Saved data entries
*** Begin section ***
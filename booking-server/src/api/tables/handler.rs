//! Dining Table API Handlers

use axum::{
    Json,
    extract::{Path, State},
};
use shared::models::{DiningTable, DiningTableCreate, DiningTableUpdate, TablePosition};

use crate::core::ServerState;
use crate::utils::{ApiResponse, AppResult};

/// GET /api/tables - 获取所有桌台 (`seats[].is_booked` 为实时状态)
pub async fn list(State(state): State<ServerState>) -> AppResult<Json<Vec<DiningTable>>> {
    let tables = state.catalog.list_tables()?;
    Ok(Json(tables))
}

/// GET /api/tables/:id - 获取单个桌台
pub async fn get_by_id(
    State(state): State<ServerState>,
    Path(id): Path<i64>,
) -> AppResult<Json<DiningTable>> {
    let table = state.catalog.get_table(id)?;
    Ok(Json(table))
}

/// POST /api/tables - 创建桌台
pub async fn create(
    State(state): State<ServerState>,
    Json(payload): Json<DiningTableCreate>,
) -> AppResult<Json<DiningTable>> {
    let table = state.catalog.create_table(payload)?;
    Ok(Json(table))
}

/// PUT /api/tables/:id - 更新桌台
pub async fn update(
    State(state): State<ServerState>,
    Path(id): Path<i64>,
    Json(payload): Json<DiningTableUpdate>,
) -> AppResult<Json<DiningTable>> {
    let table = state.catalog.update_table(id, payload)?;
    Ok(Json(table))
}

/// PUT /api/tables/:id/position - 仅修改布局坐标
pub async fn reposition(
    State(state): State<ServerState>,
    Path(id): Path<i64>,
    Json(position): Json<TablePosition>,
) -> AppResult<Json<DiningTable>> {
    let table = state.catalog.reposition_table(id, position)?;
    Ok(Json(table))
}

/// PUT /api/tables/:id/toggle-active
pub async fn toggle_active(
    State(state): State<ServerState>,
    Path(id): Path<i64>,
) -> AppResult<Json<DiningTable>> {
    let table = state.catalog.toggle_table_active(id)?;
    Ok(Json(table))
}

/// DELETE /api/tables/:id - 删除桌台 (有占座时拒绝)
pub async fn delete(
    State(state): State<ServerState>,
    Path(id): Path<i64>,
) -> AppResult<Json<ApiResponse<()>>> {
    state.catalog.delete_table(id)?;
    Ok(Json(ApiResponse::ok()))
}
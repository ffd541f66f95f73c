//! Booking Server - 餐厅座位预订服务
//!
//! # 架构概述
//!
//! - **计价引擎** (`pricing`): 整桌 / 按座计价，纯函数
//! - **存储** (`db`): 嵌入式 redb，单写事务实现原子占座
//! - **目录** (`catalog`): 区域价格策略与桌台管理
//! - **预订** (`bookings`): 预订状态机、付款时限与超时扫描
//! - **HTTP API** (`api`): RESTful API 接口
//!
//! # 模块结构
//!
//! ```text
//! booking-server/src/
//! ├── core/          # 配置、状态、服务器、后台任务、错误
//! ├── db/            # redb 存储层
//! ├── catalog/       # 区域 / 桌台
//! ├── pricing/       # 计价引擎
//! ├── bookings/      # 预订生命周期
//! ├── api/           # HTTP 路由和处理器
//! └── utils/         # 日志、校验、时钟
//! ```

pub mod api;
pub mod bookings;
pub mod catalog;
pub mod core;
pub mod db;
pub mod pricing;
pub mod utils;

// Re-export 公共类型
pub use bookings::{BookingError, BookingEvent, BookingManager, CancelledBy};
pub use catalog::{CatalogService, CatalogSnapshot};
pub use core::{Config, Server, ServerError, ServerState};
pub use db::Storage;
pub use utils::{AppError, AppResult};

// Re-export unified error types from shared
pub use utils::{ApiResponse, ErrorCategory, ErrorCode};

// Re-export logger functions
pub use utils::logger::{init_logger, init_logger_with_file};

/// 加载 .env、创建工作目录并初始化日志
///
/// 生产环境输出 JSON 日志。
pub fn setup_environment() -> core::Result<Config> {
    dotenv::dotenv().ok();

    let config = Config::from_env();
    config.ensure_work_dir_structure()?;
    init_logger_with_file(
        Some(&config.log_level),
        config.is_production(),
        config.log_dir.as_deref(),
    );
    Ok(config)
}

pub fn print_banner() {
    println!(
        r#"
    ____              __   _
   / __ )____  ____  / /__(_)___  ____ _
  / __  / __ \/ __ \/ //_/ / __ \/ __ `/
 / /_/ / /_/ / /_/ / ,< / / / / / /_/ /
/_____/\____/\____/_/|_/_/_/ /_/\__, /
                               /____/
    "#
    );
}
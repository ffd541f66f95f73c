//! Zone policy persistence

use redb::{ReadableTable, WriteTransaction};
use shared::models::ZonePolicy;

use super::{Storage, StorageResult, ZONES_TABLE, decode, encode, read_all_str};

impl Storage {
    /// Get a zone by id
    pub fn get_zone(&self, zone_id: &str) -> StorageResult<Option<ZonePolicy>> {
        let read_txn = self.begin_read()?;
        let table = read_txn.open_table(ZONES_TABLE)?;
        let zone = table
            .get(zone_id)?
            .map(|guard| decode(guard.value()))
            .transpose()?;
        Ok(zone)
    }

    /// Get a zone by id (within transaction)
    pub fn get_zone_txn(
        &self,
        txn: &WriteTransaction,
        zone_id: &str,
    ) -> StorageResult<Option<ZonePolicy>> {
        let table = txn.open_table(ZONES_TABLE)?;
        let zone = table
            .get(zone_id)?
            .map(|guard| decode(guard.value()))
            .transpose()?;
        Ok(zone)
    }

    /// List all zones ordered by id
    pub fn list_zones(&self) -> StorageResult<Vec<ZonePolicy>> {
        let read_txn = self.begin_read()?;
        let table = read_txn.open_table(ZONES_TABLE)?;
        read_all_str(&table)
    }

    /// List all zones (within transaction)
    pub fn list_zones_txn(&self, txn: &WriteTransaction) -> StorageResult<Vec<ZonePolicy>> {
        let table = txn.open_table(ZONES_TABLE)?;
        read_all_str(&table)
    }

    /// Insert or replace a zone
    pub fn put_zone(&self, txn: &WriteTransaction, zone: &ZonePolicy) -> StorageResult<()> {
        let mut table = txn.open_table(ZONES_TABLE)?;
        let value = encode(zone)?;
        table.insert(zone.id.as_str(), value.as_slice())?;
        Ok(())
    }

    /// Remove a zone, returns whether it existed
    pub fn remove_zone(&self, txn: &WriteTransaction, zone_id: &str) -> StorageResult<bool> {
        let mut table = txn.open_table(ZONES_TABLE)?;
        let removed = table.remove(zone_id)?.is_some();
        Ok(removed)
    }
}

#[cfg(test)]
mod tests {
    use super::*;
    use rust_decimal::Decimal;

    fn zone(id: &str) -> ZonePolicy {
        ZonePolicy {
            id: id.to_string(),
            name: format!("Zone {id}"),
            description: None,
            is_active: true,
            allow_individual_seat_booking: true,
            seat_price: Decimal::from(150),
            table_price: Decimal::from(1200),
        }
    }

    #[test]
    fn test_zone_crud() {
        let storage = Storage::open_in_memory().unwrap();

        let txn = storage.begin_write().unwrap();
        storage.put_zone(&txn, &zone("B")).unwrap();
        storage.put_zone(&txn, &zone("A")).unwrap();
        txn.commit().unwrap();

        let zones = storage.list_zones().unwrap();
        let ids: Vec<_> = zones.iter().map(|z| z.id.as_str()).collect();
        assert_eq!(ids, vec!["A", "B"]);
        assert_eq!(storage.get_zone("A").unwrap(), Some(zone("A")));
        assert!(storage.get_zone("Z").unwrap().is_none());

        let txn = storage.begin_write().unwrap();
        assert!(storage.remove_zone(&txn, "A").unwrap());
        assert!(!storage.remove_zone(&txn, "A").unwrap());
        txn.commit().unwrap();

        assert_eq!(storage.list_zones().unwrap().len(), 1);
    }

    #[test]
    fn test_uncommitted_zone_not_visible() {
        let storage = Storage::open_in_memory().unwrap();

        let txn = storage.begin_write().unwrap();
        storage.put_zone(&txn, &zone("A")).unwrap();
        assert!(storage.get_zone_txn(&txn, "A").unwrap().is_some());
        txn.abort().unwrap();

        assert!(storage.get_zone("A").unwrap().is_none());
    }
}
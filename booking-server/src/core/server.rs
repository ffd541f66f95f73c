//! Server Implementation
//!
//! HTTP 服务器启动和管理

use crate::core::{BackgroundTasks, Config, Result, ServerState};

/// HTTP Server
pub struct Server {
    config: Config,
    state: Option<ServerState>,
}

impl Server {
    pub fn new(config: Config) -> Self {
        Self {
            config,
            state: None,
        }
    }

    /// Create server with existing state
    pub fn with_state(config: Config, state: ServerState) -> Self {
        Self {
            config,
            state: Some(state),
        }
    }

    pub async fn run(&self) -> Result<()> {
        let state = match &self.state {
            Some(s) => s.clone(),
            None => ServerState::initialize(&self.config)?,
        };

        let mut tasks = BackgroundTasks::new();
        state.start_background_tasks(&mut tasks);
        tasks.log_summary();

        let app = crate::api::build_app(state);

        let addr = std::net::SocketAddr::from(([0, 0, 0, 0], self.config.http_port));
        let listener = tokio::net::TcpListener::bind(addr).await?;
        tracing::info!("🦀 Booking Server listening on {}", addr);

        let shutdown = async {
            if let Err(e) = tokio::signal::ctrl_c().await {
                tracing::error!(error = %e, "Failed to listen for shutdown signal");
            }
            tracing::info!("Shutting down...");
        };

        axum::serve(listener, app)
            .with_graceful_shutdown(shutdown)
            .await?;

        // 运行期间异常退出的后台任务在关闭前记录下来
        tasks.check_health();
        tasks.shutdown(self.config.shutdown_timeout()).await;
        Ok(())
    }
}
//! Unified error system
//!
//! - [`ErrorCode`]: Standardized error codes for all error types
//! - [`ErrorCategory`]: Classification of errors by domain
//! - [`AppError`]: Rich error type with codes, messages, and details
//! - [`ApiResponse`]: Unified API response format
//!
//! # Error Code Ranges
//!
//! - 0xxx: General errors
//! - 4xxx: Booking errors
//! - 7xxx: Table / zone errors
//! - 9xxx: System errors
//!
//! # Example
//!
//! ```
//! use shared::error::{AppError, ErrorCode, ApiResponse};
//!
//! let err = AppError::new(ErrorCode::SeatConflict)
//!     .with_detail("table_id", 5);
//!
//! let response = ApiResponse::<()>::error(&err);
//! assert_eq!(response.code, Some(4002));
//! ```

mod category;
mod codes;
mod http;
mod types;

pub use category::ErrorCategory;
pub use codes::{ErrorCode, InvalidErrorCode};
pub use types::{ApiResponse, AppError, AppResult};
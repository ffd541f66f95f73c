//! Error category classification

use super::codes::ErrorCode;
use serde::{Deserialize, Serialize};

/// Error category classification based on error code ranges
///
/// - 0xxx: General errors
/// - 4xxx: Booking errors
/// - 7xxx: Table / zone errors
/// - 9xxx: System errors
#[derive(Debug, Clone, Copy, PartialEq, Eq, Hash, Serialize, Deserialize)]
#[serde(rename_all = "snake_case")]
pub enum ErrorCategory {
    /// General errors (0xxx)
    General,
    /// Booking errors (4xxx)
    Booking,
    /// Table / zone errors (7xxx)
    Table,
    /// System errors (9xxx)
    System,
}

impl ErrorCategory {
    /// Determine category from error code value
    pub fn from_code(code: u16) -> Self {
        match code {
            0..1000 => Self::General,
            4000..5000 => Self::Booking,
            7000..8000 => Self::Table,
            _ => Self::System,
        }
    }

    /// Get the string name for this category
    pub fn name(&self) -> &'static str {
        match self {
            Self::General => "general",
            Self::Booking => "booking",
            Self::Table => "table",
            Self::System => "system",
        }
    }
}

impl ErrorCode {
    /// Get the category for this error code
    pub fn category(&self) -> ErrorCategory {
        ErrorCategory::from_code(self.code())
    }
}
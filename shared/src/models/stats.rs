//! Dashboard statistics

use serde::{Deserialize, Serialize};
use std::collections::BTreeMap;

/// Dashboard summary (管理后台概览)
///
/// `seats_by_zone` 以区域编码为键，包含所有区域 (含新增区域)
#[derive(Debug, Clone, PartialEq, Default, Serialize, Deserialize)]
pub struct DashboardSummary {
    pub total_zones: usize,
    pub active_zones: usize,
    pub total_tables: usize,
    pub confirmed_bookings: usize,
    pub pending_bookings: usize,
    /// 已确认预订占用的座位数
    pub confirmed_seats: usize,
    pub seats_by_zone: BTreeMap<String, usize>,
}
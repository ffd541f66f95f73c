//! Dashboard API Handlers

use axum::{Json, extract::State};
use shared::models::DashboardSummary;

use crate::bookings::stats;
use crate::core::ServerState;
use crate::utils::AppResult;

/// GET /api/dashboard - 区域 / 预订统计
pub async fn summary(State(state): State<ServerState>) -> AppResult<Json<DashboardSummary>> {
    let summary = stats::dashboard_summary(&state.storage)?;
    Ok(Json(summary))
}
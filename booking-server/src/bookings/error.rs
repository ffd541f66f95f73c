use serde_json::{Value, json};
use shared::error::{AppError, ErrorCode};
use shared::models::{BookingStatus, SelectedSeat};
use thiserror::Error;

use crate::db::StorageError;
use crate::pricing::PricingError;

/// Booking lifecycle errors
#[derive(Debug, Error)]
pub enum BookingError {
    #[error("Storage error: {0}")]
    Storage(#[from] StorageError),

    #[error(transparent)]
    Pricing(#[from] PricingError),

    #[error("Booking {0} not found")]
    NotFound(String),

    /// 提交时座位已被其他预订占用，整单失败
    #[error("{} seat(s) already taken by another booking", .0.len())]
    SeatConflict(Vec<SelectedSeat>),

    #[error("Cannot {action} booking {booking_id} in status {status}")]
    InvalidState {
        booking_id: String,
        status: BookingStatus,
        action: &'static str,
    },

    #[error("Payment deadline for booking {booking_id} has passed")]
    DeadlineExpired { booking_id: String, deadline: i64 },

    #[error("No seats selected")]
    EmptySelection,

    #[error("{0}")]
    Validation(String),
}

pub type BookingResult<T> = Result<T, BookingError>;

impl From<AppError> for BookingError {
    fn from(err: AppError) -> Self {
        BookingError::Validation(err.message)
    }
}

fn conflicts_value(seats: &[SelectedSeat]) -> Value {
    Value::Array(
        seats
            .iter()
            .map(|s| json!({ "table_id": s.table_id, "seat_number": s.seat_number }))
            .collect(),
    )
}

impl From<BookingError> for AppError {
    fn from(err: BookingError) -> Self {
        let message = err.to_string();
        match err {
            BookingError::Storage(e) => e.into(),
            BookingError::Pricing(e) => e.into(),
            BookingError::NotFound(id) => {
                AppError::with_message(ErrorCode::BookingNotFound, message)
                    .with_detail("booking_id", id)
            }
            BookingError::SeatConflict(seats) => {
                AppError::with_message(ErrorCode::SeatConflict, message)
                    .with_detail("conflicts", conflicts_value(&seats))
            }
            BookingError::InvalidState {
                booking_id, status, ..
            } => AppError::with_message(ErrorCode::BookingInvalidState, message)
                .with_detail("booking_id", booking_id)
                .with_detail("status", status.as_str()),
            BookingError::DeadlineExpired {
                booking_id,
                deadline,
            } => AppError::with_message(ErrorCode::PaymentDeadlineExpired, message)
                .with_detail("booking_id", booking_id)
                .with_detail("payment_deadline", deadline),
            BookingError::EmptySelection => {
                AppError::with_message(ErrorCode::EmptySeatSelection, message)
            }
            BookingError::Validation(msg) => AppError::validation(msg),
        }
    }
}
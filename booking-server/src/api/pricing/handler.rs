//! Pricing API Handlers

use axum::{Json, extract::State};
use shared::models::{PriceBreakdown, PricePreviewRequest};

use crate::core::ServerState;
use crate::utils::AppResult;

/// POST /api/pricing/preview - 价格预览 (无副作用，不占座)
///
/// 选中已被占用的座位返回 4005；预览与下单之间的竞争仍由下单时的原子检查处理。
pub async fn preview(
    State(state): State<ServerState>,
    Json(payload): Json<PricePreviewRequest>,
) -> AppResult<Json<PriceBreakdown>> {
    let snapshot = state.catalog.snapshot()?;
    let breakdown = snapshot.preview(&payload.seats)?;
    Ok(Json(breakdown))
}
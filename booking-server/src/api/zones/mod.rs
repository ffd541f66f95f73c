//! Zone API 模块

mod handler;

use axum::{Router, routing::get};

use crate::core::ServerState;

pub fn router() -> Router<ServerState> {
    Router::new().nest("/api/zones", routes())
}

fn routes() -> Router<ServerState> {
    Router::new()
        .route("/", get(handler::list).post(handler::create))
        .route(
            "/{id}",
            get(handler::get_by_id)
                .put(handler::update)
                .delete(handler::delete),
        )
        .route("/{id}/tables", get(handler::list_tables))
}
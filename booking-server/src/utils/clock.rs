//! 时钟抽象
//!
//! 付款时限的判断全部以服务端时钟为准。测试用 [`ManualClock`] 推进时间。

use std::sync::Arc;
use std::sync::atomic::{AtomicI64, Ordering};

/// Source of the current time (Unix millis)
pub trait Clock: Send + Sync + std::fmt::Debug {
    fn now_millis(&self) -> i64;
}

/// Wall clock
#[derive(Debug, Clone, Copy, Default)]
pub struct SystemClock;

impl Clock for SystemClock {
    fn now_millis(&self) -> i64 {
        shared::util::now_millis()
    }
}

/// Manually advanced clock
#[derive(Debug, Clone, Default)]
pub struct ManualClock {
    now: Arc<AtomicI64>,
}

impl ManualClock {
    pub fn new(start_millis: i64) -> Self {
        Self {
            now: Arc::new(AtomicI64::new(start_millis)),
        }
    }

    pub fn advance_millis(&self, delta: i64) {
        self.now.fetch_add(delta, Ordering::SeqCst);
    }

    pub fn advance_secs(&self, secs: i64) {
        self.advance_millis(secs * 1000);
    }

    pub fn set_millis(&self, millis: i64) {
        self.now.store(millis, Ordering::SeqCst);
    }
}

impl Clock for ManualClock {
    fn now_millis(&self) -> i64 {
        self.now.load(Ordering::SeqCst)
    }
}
*** End section ***
» **Task requirements**: From the entries above, return each line with the word "match" in it.

» **Reply**:
        let state = match &self.state {
        match code {
        match self {
        match err {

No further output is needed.